> Exercise instructions
Word for word, transcribe the data below.
######
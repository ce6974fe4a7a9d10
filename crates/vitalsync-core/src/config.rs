//! Engine configuration.

use std::path::Path;
use std::time::Duration;

use serde::{Deserialize, Serialize};

use crate::error::ConfigError;

/// Default per-call bound on native store reads.
pub const DEFAULT_NATIVE_TIMEOUT_MS: u64 = 5_000;
/// Default bound on a single cloud history request.
pub const DEFAULT_CLOUD_TIMEOUT_MS: u64 = 15_000;
/// Default cap on concurrent reads during a snapshot fan-out.
pub const DEFAULT_MAX_CONCURRENT_READS: usize = 20;

/// How a series' trend baseline is chosen.
#[derive(Debug, Clone, Copy, PartialEq, Eq, Serialize, Deserialize)]
#[serde(rename_all = "snake_case")]
pub enum TrendPolicy {
    /// Compare against the equal-length window right before the request.
    PrecedingWindow,
    /// Skip the baseline read; trend is always 0.
    Off,
}

/// Tunables for [`MetricAggregationEngine`](crate::engine::MetricAggregationEngine).
#[derive(Debug, Clone, PartialEq, Serialize, Deserialize)]
#[serde(default)]
pub struct EngineConfig {
    pub native_timeout_ms: u64,
    pub cloud_timeout_ms: u64,
    pub max_concurrent_reads: usize,
    pub trend: TrendPolicy,
}

impl Default for EngineConfig {
    fn default() -> Self {
        Self {
            native_timeout_ms: DEFAULT_NATIVE_TIMEOUT_MS,
            cloud_timeout_ms: DEFAULT_CLOUD_TIMEOUT_MS,
            max_concurrent_reads: DEFAULT_MAX_CONCURRENT_READS,
            trend: TrendPolicy::PrecedingWindow,
        }
    }
}

impl EngineConfig {
    /// Load and validate a JSON config file. Missing fields take defaults.
    pub fn from_path(path: &Path) -> Result<Self, ConfigError> {
        let raw = std::fs::read_to_string(path)?;
        let config: Self = serde_json::from_str(&raw)?;
        config.validate()?;
        Ok(config)
    }

    pub fn validate(&self) -> Result<(), ConfigError> {
        if self.native_timeout_ms == 0 {
            return Err(ConfigError::Invalid(
                "native_timeout_ms must be greater than 0".into(),
            ));
        }
        if self.cloud_timeout_ms == 0 {
            return Err(ConfigError::Invalid(
                "cloud_timeout_ms must be greater than 0".into(),
            ));
        }
        if self.max_concurrent_reads == 0 {
            return Err(ConfigError::Invalid(
                "max_concurrent_reads must be at least 1".into(),
            ));
        }
        Ok(())
    }

    pub fn native_timeout(&self) -> Duration {
        Duration::from_millis(self.native_timeout_ms)
    }

    pub fn cloud_timeout(&self) -> Duration {
        Duration::from_millis(self.cloud_timeout_ms)
    }
}

#[cfg(test)]
mod tests {
    use super::*;
    use std::io::Write;

    #[test]
    fn test_defaults() {
        let c = EngineConfig::default();
        assert_eq!(c.native_timeout(), Duration::from_secs(5));
        assert_eq!(c.max_concurrent_reads, 20);
        assert_eq!(c.trend, TrendPolicy::PrecedingWindow);
        assert!(c.validate().is_ok());
    }

    #[test]
    fn test_from_path_partial_fills_defaults() {
        let mut f = tempfile::NamedTempFile::new().unwrap();
        write!(f, r#"{{"native_timeout_ms": 250, "trend": "off"}}"#).unwrap();
        let c = EngineConfig::from_path(f.path()).unwrap();
        assert_eq!(c.native_timeout_ms, 250);
        assert_eq!(c.trend, TrendPolicy::Off);
        assert_eq!(c.cloud_timeout_ms, DEFAULT_CLOUD_TIMEOUT_MS);
        assert_eq!(c.max_concurrent_reads, DEFAULT_MAX_CONCURRENT_READS);
    }

    #[test]
    fn test_from_path_rejects_zero_concurrency() {
        let mut f = tempfile::NamedTempFile::new().unwrap();
        write!(f, r#"{{"max_concurrent_reads": 0}}"#).unwrap();
        let err = EngineConfig::from_path(f.path()).unwrap_err();
        assert!(matches!(err, ConfigError::Invalid(_)));
    }

    #[test]
    fn test_from_path_bad_json() {
        let mut f = tempfile::NamedTempFile::new().unwrap();
        write!(f, "not json").unwrap();
        let err = EngineConfig::from_path(f.path()).unwrap_err();
        assert!(matches!(err, ConfigError::Parse(_)));
    }

    #[test]
    fn test_from_path_missing_file() {
        let err = EngineConfig::from_path(Path::new("/nonexistent/vitalsync.json")).unwrap_err();
        assert!(matches!(err, ConfigError::Io(_)));
    }
}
######
> Response to the task
repository ce6974fe4a7a9d10
filename crates/vitalsync-core/src/config.rs
//! Engine configuration.

use std::path::Path;
use std::time::Duration;

use serde::{Deserialize, Serialize};

use crate::error::ConfigError;

/// Default per-call bound on native store reads.
pub const DEFAULT_NATIVE_TIMEOUT_MS: u64 = 5_000;
/// Default bound on a single cloud history request.
pub const DEFAULT_CLOUD_TIMEOUT_MS: u64 = 15_000;
/// Default cap on concurrent reads during a snapshot fan-out.
pub const DEFAULT_MAX_CONCURRENT_READS: usize = 20;

/// How a series' trend baseline is chosen.
#[derive(Debug, Clone, Copy, PartialEq, Eq, Serialize, Deserialize)]
#[serde(rename_all = "snake_case")]
pub enum TrendPolicy {
    /// Compare against the equal-length window right before the request.
    PrecedingWindow,
    /// Skip the baseline read; trend is always 0.
    Off,
}

/// Tunables for [`MetricAggregationEngine`](crate::engine::MetricAggregationEngine).
#[derive(Debug, Clone, PartialEq, Serialize, Deserialize)]
#[serde(default)]
pub struct EngineConfig {
    pub native_timeout_ms: u64,
    pub cloud_timeout_ms: u64,
    pub max_concurrent_reads: usize,
    pub trend: TrendPolicy,
}

impl Default for EngineConfig {
    fn default() -> Self {
        Self {
            native_timeout_ms: DEFAULT_NATIVE_TIMEOUT_MS,
            cloud_timeout_ms: DEFAULT_CLOUD_TIMEOUT_MS,
            max_concurrent_reads: DEFAULT_MAX_CONCURRENT_READS,
            trend: TrendPolicy::PrecedingWindow,
        }
    }
}

impl EngineConfig {
    /// Load and validate a JSON config file. Missing fields take defaults.
    pub fn from_path(path: &Path) -> Result<Self, ConfigError> {
        let raw = std::fs::read_to_string(path)?;
        let config: Self = serde_json::from_str(&raw)?;
        config.validate()?;
        Ok(config)
    }

    pub fn validate(&self) -> Result<(), ConfigError> {
        if self.native_timeout_ms == 0 {
            return Err(ConfigError::Invalid(
                "native_timeout_ms must be greater than 0".into(),
            ));
        }
        if self.cloud_timeout_ms == 0 {
            return Err(ConfigError::Invalid(
                "cloud_timeout_ms must be greater than 0".into(),
            ));
        }
        if self.max_concurrent_reads == 0 {
            return Err(ConfigError::Invalid(
                "max_concurrent_reads must be at least 1".into(),
            ));
        }
        Ok(())
    }

    pub fn native_timeout(&self) -> Duration {
        Duration::from_millis(self.native_timeout_ms)
    }

    pub fn cloud_timeout(&self) -> Duration {
        Duration::from_millis(self.cloud_timeout_ms)
    }
}

#[cfg(test)]
mod tests {
    use super::*;
    use std::io::Write;

    #[test]
    fn test_defaults() {
        let c = EngineConfig::default();
        assert_eq!(c.native_timeout(), Duration::from_secs(5));
        assert_eq!(c.max_concurrent_reads, 20);
        assert_eq!(c.trend, TrendPolicy::PrecedingWindow);
        assert!(c.validate().is_ok());
    }

    #[test]
    fn test_from_path_partial_fills_defaults() {
        let mut f = tempfile::NamedTempFile::new().unwrap();
        write!(f, r#"{{"native_timeout_ms": 250, "trend": "off"}}"#).unwrap();
        let c = EngineConfig::from_path(f.path()).unwrap();
        assert_eq!(c.native_timeout_ms, 250);
        assert_eq!(c.trend, TrendPolicy::Off);
        assert_eq!(c.cloud_timeout_ms, DEFAULT_CLOUD_TIMEOUT_MS);
        assert_eq!(c.max_concurrent_reads, DEFAULT_MAX_CONCURRENT_READS);
    }

    #[test]
    fn test_from_path_rejects_zero_concurrency() {
        let mut f = tempfile::NamedTempFile::new().unwrap();
        write!(f, r#"{{"max_concurrent_reads": 0}}"#).unwrap();
        let err = EngineConfig::from_path(f.path()).unwrap_err();
        assert!(matches!(err, ConfigError::Invalid(_)));
    }

    #[test]
    fn test_from_path_bad_json() {
        let mut f = tempfile::NamedTempFile::new().unwrap();
        write!(f, "not json").unwrap();
        let err = EngineConfig::from_path(f.path()).unwrap_err();
        assert!(matches!(err, ConfigError::Parse(_)));
    }

    #[test]
    fn test_from_path_missing_file() {
        let err = EngineConfig::from_path(Path::new("/nonexistent/vitalsync.json")).unwrap_err();
        assert!(matches!(err, ConfigError::Io(_)));
    }
}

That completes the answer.